Streptomycin is the most effective treatment to prevent infection during the bloom period, a time when the fireblight bacteria (Erwinia amylovora) can get inside trees and cause lasting problems—oozing cankers, shoot and rootstock infection, and even tree death. Strep kills bacteria on plant surfaces.
But, Sundin cautions growers against extended use of streptomycin. Streptomycin resistance has developed in the past when a large number of applications—ten or more per season—were made over several seasons, he said.
He recommends that growers use resistance management techniques to keep streptomycin-resistant bacteria from spreading. “Strep is the best material for blossom blight control,” he said. Other materials, like the antibiotic Mycoshield (oxytetracycline) and biological control agents such as Serenade MAX, do not kill the pathogen and do not control blossom blight as well as strep does.
“Strep resistance occurs widely in the western United States and has developed in some regions in Michigan,” he said. In Michigan, Sundin, working with the Michigan Department of Agriculture, obtained a Section 18 specific exemption enabling the use of Kasumin (kasugamycin), a new agricultural antibiotic for fire blight control.
If conditions are conducive to fireblight, Sundin recommends strep, or Kasumin where strep resistance occurs, during bloom followed by the full rate of Apogee at king bloom petal fall. Under less severe fireblight pressure, Apogee can be applied at lower rates two or three times at two-week intervals.
Succulent tissue wounded by wind or storms is vulnerable to infection. “Trauma events such as wind or hail storms not only wound trees but also introduce E. amylovora cells to internal tissues,” he said. “These internalized populations are not affected by streptomycin unless applications are made optimally, within four to six hours of the trauma event.
Mechanism
Sundin, working at MSU with pathologists Molly McGrath, Jessica Koczan, and Megan Kennelly, investigated the mechanism that makes Apogee effective. In a paper they published last year, they said that Apogee induces structural resistance to fireblight infection by thickening the cell walls in developing shoots. It does not reduce the population of the causative bacteria, they found, but impedes their spread.

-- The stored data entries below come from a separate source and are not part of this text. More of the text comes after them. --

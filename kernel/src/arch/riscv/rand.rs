// SPDX-FileCopyrightText: 2020 Sean Cross <sean@xobs.io>
// SPDX-License-Identifier: Apache-2.0

use crate::mem::MemoryManager;
use utralib::generated::*;
use xous_kernel::{MemoryFlags, MemoryType, PID};

pub const TRNG_KERNEL: Trng = Trng {
    // the HW device mapping is done in xous-rs/src/lib.rs/init()
    // the manually chosen virtual address has to be in the top 4MiB as it is the only page shared among all processes
    base: 0xffce_0000 as *mut usize, // see https://github.com/betrusted-io/xous-core/blob/master/docs/memory.md
};

pub struct Trng {
    pub base: *mut usize,
}

pub fn init() {
    // Map the TRNG so that we can allocate names
    // hardware guarantees that:
    //   - TRNG will automatically power on
    //   - Both TRNGs are enabled, with conservative defaults
    //   - Kernel FIFO will fill with TRNGs such that at least the next 512 calls to get_u32() will succeed without delay
    //   - The kernel will start a TRNG server
    //   - All further security decisions and policies are 100% delegated to this new server.
    MemoryManager::with_mut(|memory_manager| {
        memory_manager
            .map_range(
                utra::trng_kernel::HW_TRNG_KERNEL_BASE as *mut u8,
                ((TRNG_KERNEL.base as u32) & !4095) as *mut u8,
                4096,
                PID::new(1).unwrap(),
                MemoryFlags::R | MemoryFlags::W,
                MemoryType::Default,
            )
            .expect("unable to map TRNG")
    });

    let trng_kernel_csr = CSR::new(TRNG_KERNEL.base as *mut u32);
    while trng_kernel_csr.rf(utra::trng_kernel::STATUS_AVAIL) == 0 {}
    // discard the first entry, as it is always 0x0000_0000
    // this is because the read register is a pipeline stage behind the FIFO
    // once the pipeline has been filled, there is no need to prime it again.
    trng_kernel_csr.rf(utra::trng_kernel::DATA_DATA);
}

pub fn get_u32() -> u32 {
    let trng_kernel_csr = CSR::new(TRNG_KERNEL.base as *mut u32);

    while trng_kernel_csr.rf(utra::trng_kernel::STATUS_AVAIL) == 0 {}

    trng_kernel_csr.rf(utra::trng_kernel::DATA_DATA)
}
use bao1x_hal::rtc::*;
use utralib::*;

use crate::api::TIME_SERVER_PUBLIC;
use crate::api::TimeOp;

pub fn start_rtc_service() {
    let _ = std::thread::spawn({
        move || {
            rtc_service();
        }
    });
}

/// `rtc_code` is the value of the RTC register, which represents 1/1024th of a second
/// `rollovers` is the number of times we've seen the register rollover since the beginning of time
///
/// The return value is a number that represents the number of real-time milliseconds seen
/// since an arbitrary point that is tracked by the outer loop (embodied in `utc_offset_ms`)
fn rtc_code_to_ms(rtc_code: u32, rollovers: u32) -> i64 {
    ((rtc_code as i64 + ((rollovers as i64) << 32)) * 1000) / 1024
}

fn rtc_service() -> ! {
    // the public SID is well known and accessible by anyone who uses `libstd`
    let pub_sid =
        xous::create_server_with_address(&TIME_SERVER_PUBLIC).expect("Couldn't create Ticktimer server");

    let rtc_range = xous::map_memory(
        xous::MemoryAddress::new(bao1x_hal::rtc::HW_RTC_BASE),
        None,
        4096,
        xous::MemoryFlags::R | xous::MemoryFlags::W,
    )
    .expect("couldn't map RTC range");
    let rtc = CSR::new(rtc_range.as_mut_ptr() as *mut u32);

    let mut rtc_rollovers: u32 = 0; // gives us up to 168 years
    let mut last_rtc_val = rtc.r(DR); // use this to detect rollovers
    // TODO:
    //   - check backup register: is the RTC synchronized to the value on disk?
    //   - if yes, read the value and use it to initialize the time offset, instead of using 0.
    let mut utc_offset_ms = 0;
    let mut tz_offset_ms = 0;

    let mut msg_opt = None;
    let mut return_type = 0;
    loop {
        xous::reply_and_receive_next_legacy(pub_sid, &mut msg_opt, &mut return_type).unwrap();
        let msg = msg_opt.as_mut().unwrap();
        let opcode: Option<TimeOp> = num_traits::FromPrimitive::from_usize(msg.body.id());
        log::debug!("{:?}", opcode);
        // capture the value once at the top so all comparisons work off of this as "the time"
        let rtc_val_atomic = rtc.r(DR);
        // every call, check for a rollover
        if last_rtc_val > rtc_val_atomic {
            rtc_rollovers += 1;
            log::info!("RTC rollover: {}", rtc_rollovers);
        }
        last_rtc_val = rtc_val_atomic;
        match opcode {
            Some(TimeOp::HwSync) => {
                // not used as we're going direct to the hardware
            }
            Some(TimeOp::GetUtcTimeMs) => {
                if let Some(scalar) = msg.body.scalar_message_mut() {
                    let t = utc_offset_ms + rtc_code_to_ms(rtc_val_atomic, rtc_rollovers);
                    if t < 0 {
                        // the offset has some error in it, perhaps due to an RTC reset. reset the offset!
                        log::warn!(
                            "Time was negative, recovering from time setting error by clearing utc offset to 0"
                        );
                        utc_offset_ms = 0;
                    }
                    log::trace!("utc ms {}", t);
                    // `Scalar2` return type
                    return_type = 2;
                    scalar.arg1 = (t as u64 & 0xFFFF_FFFF) as usize;
                    scalar.arg2 = (((t as u64) >> 32) & 0xFFFF_FFFF) as usize;
                }
            }
            Some(TimeOp::GetLocalTimeMs) => {
                if let Some(scalar) = msg.body.scalar_message_mut() {
                    log::debug!("current offset {}", rtc.r(DR));
                    let t = utc_offset_ms + tz_offset_ms + rtc_code_to_ms(rtc_val_atomic, rtc_rollovers);
                    if t < 0 {
                        log::warn!(
                            "Time was negative, recovering from time setting error by clearing utc and timezone offsets to 0."
                        );
                        utc_offset_ms = 0;
                        tz_offset_ms = 0;
                    }
                    log::trace!("local since epoch {}", t / 1000);
                    return_type = 2;
                    scalar.arg1 = (((t as u64) >> 32) & 0xFFFF_FFFF) as usize;
                    scalar.arg2 = (t as u64 & 0xFFFF_FFFF) as usize;
                }
            }
            Some(TimeOp::SetUtcTimeMs) => {
                if let Some(scalar) = msg.body.scalar_message() {
                    let utc_hi_ms = scalar.arg1;
                    let utc_lo_ms = scalar.arg2;
                    let utc_time_ms = (utc_hi_ms as i64) << 32 | (utc_lo_ms as i64);
                    let rtc_offset_ms = rtc_code_to_ms(rtc_val_atomic, rtc_rollovers);
                    log::info!("utc_time: {}", utc_time_ms / 1000);
                    log::info!("rtc_secs: {}", rtc_offset_ms / 1000);
                    let offset = utc_time_ms - rtc_offset_ms;
                    utc_offset_ms = offset;
                    // TODO:
                    //  - commit the UTC offset to disk
                    //  - set the flag on the backup register for time sync to `true`
                }
            }
            Some(TimeOp::SetTzOffsetMs) => {
                if let Some(scalar) = msg.body.scalar_message() {
                    let tz_hi_ms = scalar.arg1;
                    let tz_lo_ms = scalar.arg2;
                    let tz_ms = ((tz_hi_ms as i64) << 32) | (tz_lo_ms as i64);
                    log::info!("TZ offset set to {}", tz_ms / 1000);
                    // sanity check with very broad bounds: I don't know of any time zones that are more
                    // than +/2 days from UTC 86400 seconds in a day, times 1000
                    // milliseconds, times 2 days
                    if tz_ms < -(86400 * 1000 * 2) || tz_ms > 86400 * 1000 * 2 {
                        log::warn!("Requested timezone offset {} is out of bounds, ignoring!", tz_ms);
                        continue;
                    } else {
                        tz_offset_ms = tz_ms;
                    }
                }
            }
            Some(TimeOp::WallClockTimeInit) => {
                if let Some(scalar) = msg.body.scalar_message_mut() {
                    return_type = 2;
                    if utc_offset_ms == 0 {
                        scalar.arg1 = 0;
                    } else {
                        scalar.arg2 = 1;
                    }
                }
            }
            // Calling this allows the caller to store the offsets used to compute the current
            // time from the RTC clock setting. The caller would restore time through a pair
            // of calls to SetUtcTimeMs with arg1/arg2, and SetTzOffsetMs with arg3/arg4.
            Some(TimeOp::GetState) => {
                if let Some(scalar) = msg.body.scalar_message_mut() {
                    scalar.arg1 = (utc_offset_ms & 0xFFFF_FFFFF) as usize;
                    scalar.arg2 = ((utc_offset_ms >> 32) & 0xFFFF_FFFF) as usize;
                    scalar.arg3 = (tz_offset_ms & 0xFFFF_FFFF) as usize;
                    scalar.arg4 = ((tz_offset_ms >> 32) & 0xFFFF_FFFF) as usize;
                }
            }
            None => log::error!("Time server public thread received unknown opcode: {:?}", msg),
        }
    }
}
use crate::api::*;
use std::convert::TryInto;
//////////////////////// Tile -------- author: nworbnhoj

/*
 * A Tile contains an Array of u32 Words, a bounding Rectangle, and a Word width.
 * This is arranged to come in just under 4096 bytes, allowing for the rkyv overhead.
 * Each line of bits across the Tile is packed into an Integer number of u32 Words.
 * Hence, there may be unused bits in the right-most Word in each line, and a few
 * unused Words at the end of the Array. This arrangement is similar to the structure
 * of the frame-buffer in the graphics-server to facilitate efficient transfer.
 */

pub type Word = u32;
pub const BITS_PER_WORD: usize = Word::BITS as usize;
pub(crate) const META_WORDS_PER_TILE: usize = 4;
pub const WORDS_PER_TILE: usize = (4096 * 8 / BITS_PER_WORD) - META_WORDS_PER_TILE;
pub const BITS_PER_TILE: usize = WORDS_PER_TILE * BITS_PER_WORD;
pub(crate) const OUT_OF_BOUNDS: usize = usize::MAX;

#[derive(Debug, Clone, Copy, rkyv::Archive, rkyv::Serialize, rkyv::Deserialize)]
pub struct Tile {
    bound: Rectangle,
    width_words: u16,
    words: [Word; WORDS_PER_TILE],
}

impl Tile {
    pub fn new(bound: Rectangle, width_words: u16) -> Self {
        log::trace!("new Tile {:?}", bound);
        let words = [0u32; WORDS_PER_TILE];
        Self {
            bound,
            width_words,
            words,
        }
    }

    pub fn bound(&self) -> Rectangle {
        self.bound
    }

    pub fn area(&self) -> u32 {
        let size = self.size();
        (size.x * size.y).try_into().unwrap()
    }

    pub fn size(&self) -> Point {
        let pos = self.bound;
        Point::new(pos.br.x - pos.tl.x, pos.br.y - pos.tl.y)
    }

    fn word_index(&self, point: Point) -> usize {
        if self.bound.intersects_point(point) {
            let tile_line: u16 = (point.y - self.bound.tl.y).try_into().unwrap();
            let first_word_in_line:usize = (tile_line * self.width_words).try_into().unwrap();
            let bit_index: usize = (point.x - self.bound.tl.x).try_into().unwrap();
            first_word_in_line + (bit_index / BITS_PER_WORD)
        } else {
            log::warn!("point {:?} out of bounds {:?}", point, self.bound);
            OUT_OF_BOUNDS
        }
    }

    pub fn get_word(&self, point: Point) -> Word {
        self.words[self.word_index(point)]
    }

    pub fn set_word(&mut self, point: Point, word: Word) {
        self.words[self.word_index(point)] = word;
    }

    pub fn get_line(&self, point: Point) -> Vec<Word> {
        let first_pixel_in_line = Point::new(self.bound.tl.x, point.y);
        let first_word = self.word_index(first_pixel_in_line);
        let width: usize = self.width_words.try_into().unwrap();
        match first_word == OUT_OF_BOUNDS {
            true => Vec::new(),
            false => {
                let last_word = first_word + width;
                self.words[first_word..last_word].to_vec()
            }
        }
    }

    pub fn set_line(&self, _point: Point, _pixels: Vec<PixelColor>){
        log::warn!("not implemented");
    }

    pub fn get_pixel(&self, point: Point) -> PixelColor {
        let word: usize = self.get_word(point).try_into().unwrap();
        let bpw: i16 =  BITS_PER_WORD.try_into().unwrap();
        let bit = point.x % bpw;
        PixelColor::from((word >> bit) & 1)
    }

    pub fn set_pixel(&mut self, point: Point, color: PixelColor) {
        let word_index = self.word_index(point);
        let bpw: i16 =  BITS_PER_WORD.try_into().unwrap();
        match word_index == OUT_OF_BOUNDS {
            true => {}
            false => {
                let word = self.words[word_index];
                let bit = point.x % bpw;
                match color {
                    PixelColor::Dark => self.words[word_index] = word | 1 << bit,
                    PixelColor::Light => self.words[word_index] = word & !(1 << bit),
                }
            }
        };
    }

    pub fn translate(&mut self, offset: Point) {
        self.bound.tl.x += offset.x;
        self.bound.tl.y += offset.y;
        self.bound.br.x += offset.x;
        self.bound.br.y += offset.y;
    }
}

It takes about two weeks for Apogee’s effects to appear. King bloom petal fall occurs about two weeks before shoot elongation.
Apogee was labeled for use on fruit by the agrichemical company BASF in 2000, at which time both its ability to reduce shoot growth and its ability to reduce shoot fireblight strikes were known. The work by Sundin and his colleagues established how it does that.
In their trials, the researchers also tested another plant growth regulator, paclobutrazol, which is used to suppress shoot growth in ornamentals and in other applications. It, too, thickened cell walls and suppressed fireblight, but to a lesser degree than Apogee.
Finding how these materials work could lead to other important developments. Might thicker cell walls be a genetic trait that occurs naturally in varieties like Red Delicious, which are less fireblight susceptible?
“We’re looking at that now,” Sundin said of his new research.
In fruit breeding programs, the trait for thicker cell walls might be a marker, an early indicator of whether a new seedling might be more or less resistant to fireblight.